▶ [Action item]:
Gather from the material every line that contains the string "started".

▶ [Records for this task]:
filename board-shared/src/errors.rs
use axum::http::StatusCode;
use axum::response::{IntoResponse, Response};
use axum::Json;

use crate::types::ApiErrorResponse;

/// Stable error codes returned in `error.code`.
///
/// `E0xxx` are infrastructure and request-shape failures, `E1xxx` belong to
/// accounts, verification and tokens, `E2xxx` to posts, comments and likes.
#[derive(Debug, Clone, Copy, PartialEq, Eq)]
pub enum ErrorCode {
    InternalError,
    ValidationError,
    NotFound,
    Unauthorized,
    EmailDeliveryFailed,

    InvalidCredentials,
    EmailAlreadyExists,
    EmailNotVerified,
    TokenExpired,
    TokenInvalid,
    RefreshTokenRevoked,
    PasswordTooWeak,
    VerificationCodeExpired,
    VerificationCodeInvalid,
    VerificationAlreadySent,
    UserNotFound,

    PostNotFound,
    CommentNotFound,
    ReplyToReply,
}

impl ErrorCode {
    fn describe(self) -> (&'static str, StatusCode) {
        use StatusCode as S;
        match self {
            Self::InternalError => ("E0001", S::INTERNAL_SERVER_ERROR),
            Self::ValidationError => ("E0002", S::BAD_REQUEST),
            Self::NotFound => ("E0003", S::NOT_FOUND),
            Self::Unauthorized => ("E0004", S::UNAUTHORIZED),
            Self::EmailDeliveryFailed => ("E0005", S::BAD_GATEWAY),

            Self::InvalidCredentials => ("E1001", S::UNAUTHORIZED),
            Self::EmailAlreadyExists => ("E1002", S::CONFLICT),
            Self::EmailNotVerified => ("E1003", S::FORBIDDEN),
            Self::TokenExpired => ("E1004", S::UNAUTHORIZED),
            Self::TokenInvalid => ("E1005", S::UNAUTHORIZED),
            Self::RefreshTokenRevoked => ("E1006", S::UNAUTHORIZED),
            Self::PasswordTooWeak => ("E1007", S::BAD_REQUEST),
            Self::VerificationCodeExpired => ("E1008", S::BAD_REQUEST),
            Self::VerificationCodeInvalid => ("E1009", S::BAD_REQUEST),
            Self::VerificationAlreadySent => ("E1010", S::CONFLICT),
            Self::UserNotFound => ("E1011", S::NOT_FOUND),

            Self::PostNotFound => ("E2001", S::NOT_FOUND),
            Self::CommentNotFound => ("E2002", S::NOT_FOUND),
            Self::ReplyToReply => ("E2003", S::BAD_REQUEST),
        }
    }

    pub fn code(&self) -> &'static str {
        self.describe().0
    }

    pub fn status_code(&self) -> StatusCode {
        self.describe().1
    }
}

#[derive(Debug, thiserror::Error)]
pub enum AppError {
    #[error("{message}")]
    Known {
        code: ErrorCode,
        message: String,
        details: Option<serde_json::Value>,
    },

    #[error("internal server error")]
    Internal(#[from] anyhow::Error),

    #[error("database error: {0}")]
    Database(#[from] diesel::result::Error),
}

impl AppError {
    pub fn new(code: ErrorCode, message: impl Into<String>) -> Self {
        Self::Known {
            code,
            message: message.into(),
            details: None,
        }
    }

    pub fn with_details(code: ErrorCode, message: impl Into<String>, details: serde_json::Value) -> Self {
        Self::Known {
            code,
            message: message.into(),
            details: Some(details),
        }
    }

    /// Failure of hashing, signing or the pool. The message is logged, never
    /// returned to the client.
    pub fn internal(message: impl Into<String>) -> Self {
        Self::new(ErrorCode::InternalError, message)
    }

    pub fn code(&self) -> Option<ErrorCode> {
        match self {
            Self::Known { code, .. } => Some(*code),
            _ => None,
        }
    }

    fn to_response_parts(&self) -> (StatusCode, ApiErrorResponse) {
        let masked = |code: ErrorCode, message: &str| {
            (code.status_code(), ApiErrorResponse::new(code.code(), message))
        };

        match self {
            Self::Known { code: ErrorCode::InternalError, message, .. } => {
                tracing::error!(error = %message, "internal server error");
                masked(ErrorCode::InternalError, "internal server error")
            }
            Self::Known { code, message, details } => {
                let body = ApiErrorResponse::new(code.code(), message);
                let body = match details {
                    Some(d) => body.with_details(d.clone()),
                    None => body,
                };
                (code.status_code(), body)
            }
            Self::Internal(err) => {
                tracing::error!(error = %err, "internal server error");
                masked(ErrorCode::InternalError, "internal server error")
            }
            Self::Database(diesel::result::Error::NotFound) => {
                masked(ErrorCode::NotFound, "resource not found")
            }
            Self::Database(err) => {
                tracing::error!(error = %err, "database error");
                masked(ErrorCode::InternalError, "database error")
            }
        }
    }
}

impl From<validator::ValidationErrors> for AppError {
    fn from(errors: validator::ValidationErrors) -> Self {
        let details = serde_json::to_value(errors.field_errors()).unwrap_or_default();
        Self::with_details(ErrorCode::ValidationError, "request validation failed", details)
    }
}

impl IntoResponse for AppError {
    fn into_response(self) -> Response {
        let (status, body) = self.to_response_parts();
        (status, Json(body)).into_response()
    }
}

pub type AppResult<T> = Result<T, AppError>;
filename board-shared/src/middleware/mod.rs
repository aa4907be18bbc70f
mod auth_extractor;
mod metrics_layer;
mod tracing_layer;

pub use auth_extractor::*;
pub use metrics_layer::*;
pub use tracing_layer::*;
use tracing_subscriber::{fmt, layer::SubscriberExt, util::SubscriberInitExt, EnvFilter, Layer};

#[derive(Debug, Clone, Copy, PartialEq, Eq)]
pub enum LogFormat {
    Pretty,
    Json,
}

impl LogFormat {
    /// JSON lines when `BOARD_ENV=production`, human-readable otherwise.
    pub fn from_env() -> Self {
        match std::env::var("BOARD_ENV").as_deref() {
            Ok("production") => Self::Json,
            _ => Self::Pretty,
        }
    }
}

fn default_directives(service_name: &str) -> String {
    let target = service_name.replace('-', "_");
    format!("info,{target}=debug,board_shared=debug,tower_http=debug")
}

/// Installs the global subscriber. `RUST_LOG` overrides the default filter.
pub fn init_tracing(service_name: &str) {
    let filter = EnvFilter::try_from_default_env()
        .unwrap_or_else(|_| EnvFilter::new(default_directives(service_name)));

    let format = LogFormat::from_env();
    let output = match format {
        LogFormat::Json => fmt::layer().json().with_target(true).boxed(),
        LogFormat::Pretty => fmt::layer()
            .with_target(true)
            .with_file(true)
            .with_line_number(true)
            .boxed(),
    };

    tracing_subscriber::registry().with(filter).with(output).init();

    tracing::info!(service = service_name, ?format, "tracing initialized");
}

#[cfg(test)]
mod tests {
    use super::*;

    #[test]
    fn crate_target_uses_underscores() {
        let directives = default_directives("board-api");
        assert!(directives.contains("board_api=debug"));
        assert!(directives.starts_with("info,"));
        assert!(EnvFilter::try_new(directives).is_ok());
    }
}
use std::time::Instant;

use axum::body::Body;
use axum::extract::MatchedPath;
use axum::http::Request;
use axum::middleware::Next;
use axum::response::Response;
use metrics::{counter, histogram};
use metrics_exporter_prometheus::{Matcher, PrometheusBuilder, PrometheusHandle};

const REQUESTS_TOTAL: &str = "board_http_requests_total";
const REQUEST_DURATION: &str = "board_http_request_duration_seconds";

const LATENCY_BUCKETS: [f64; 10] = [0.005, 0.01, 0.025, 0.05, 0.1, 0.25, 0.5, 1.0, 2.5, 5.0];

/// Route template for labels, so `/post/info/:postId` stays a single series.
fn route_label(matched_path: Option<&MatchedPath>) -> String {
    matched_path.map_or_else(|| "unmatched".to_owned(), |p| p.as_str().to_owned())
}

pub async fn metrics_middleware(
    matched_path: Option<MatchedPath>,
    req: Request<Body>,
    next: Next,
) -> Response {
    let route = route_label(matched_path.as_ref());
    let method = req.method().as_str().to_owned();
    let started = Instant::now();

    let response = next.run(req).await;

    let labels = [
        ("method", method),
        ("route", route),
        ("status", response.status().as_u16().to_string()),
    ];
    counter!(REQUESTS_TOTAL, &labels).increment(1);
    histogram!(REQUEST_DURATION, &labels).record(started.elapsed().as_secs_f64());

    response
}

/// Installs the global Prometheus recorder. Call once, from `main`.
pub fn init_metrics() -> anyhow::Result<PrometheusHandle> {
    let handle = PrometheusBuilder::new()
        .set_buckets_for_metric(Matcher::Full(REQUEST_DURATION.to_owned()), &LATENCY_BUCKETS)?
        .install_recorder()?;
    Ok(handle)
}
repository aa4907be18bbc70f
use serde::{Deserialize, Serialize};

/// Body of every successful response.
#[derive(Debug, Serialize, Deserialize)]
pub struct ApiResponse<T: Serialize> {
    pub success: bool,
    pub data: T,
    #[serde(default, skip_serializing_if = "Option::is_none")]
    pub message: Option<String>,
}

impl<T: Serialize> ApiResponse<T> {
    pub fn ok(data: T) -> Self {
        Self { success: true, data, message: None }
    }

    pub fn ok_with_message(data: T, message: impl Into<String>) -> Self {
        Self { message: Some(message.into()), ..Self::ok(data) }
    }
}

/// Body of every failed response: `{"success": false, "error": {...}}`.
#[derive(Debug, Serialize, Deserialize)]
pub struct ApiErrorResponse {
    pub success: bool,
    pub error: ApiErrorDetail,
}

#[derive(Debug, Serialize, Deserialize)]
pub struct ApiErrorDetail {
    pub code: String,
    pub message: String,
    #[serde(default, skip_serializing_if = "Option::is_none")]
    pub details: Option<serde_json::Value>,
}

impl ApiErrorResponse {
    pub fn new(code: impl Into<String>, message: impl Into<String>) -> Self {
        let error = ApiErrorDetail { code: code.into(), message: message.into(), details: None };
        Self { success: false, error }
    }

    pub fn with_details(mut self, details: serde_json::Value) -> Self {
        self.error.details = Some(details);
        self
    }
}

#[derive(Debug, Serialize, Deserialize)]
pub struct HealthResponse {
    pub status: String,
    pub service: String,
    pub version: String,
}

impl HealthResponse {
    pub fn healthy(service: impl Into<String>, version: impl Into<String>) -> Self {
        Self {
            status: "healthy".into(),
            service: service.into(),
            version: version.into(),
        }
    }
}

#[cfg(test)]
mod tests {
    use super::*;

    #[test]
    fn message_is_omitted_when_absent() {
        let body = serde_json::to_value(ApiResponse::ok(1)).unwrap();
        assert_eq!(body, serde_json::json!({ "success": true, "data": 1 }));

        let body = serde_json::to_value(ApiResponse::ok_with_message((), "done")).unwrap();
        assert_eq!(body["message"], "done");
        assert!(body["data"].is_null());
    }
}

▶ [Output of the task]:
    let started = Instant::now();
    histogram!(REQUEST_DURATION, &labels).record(started.elapsed().as_secs_f64());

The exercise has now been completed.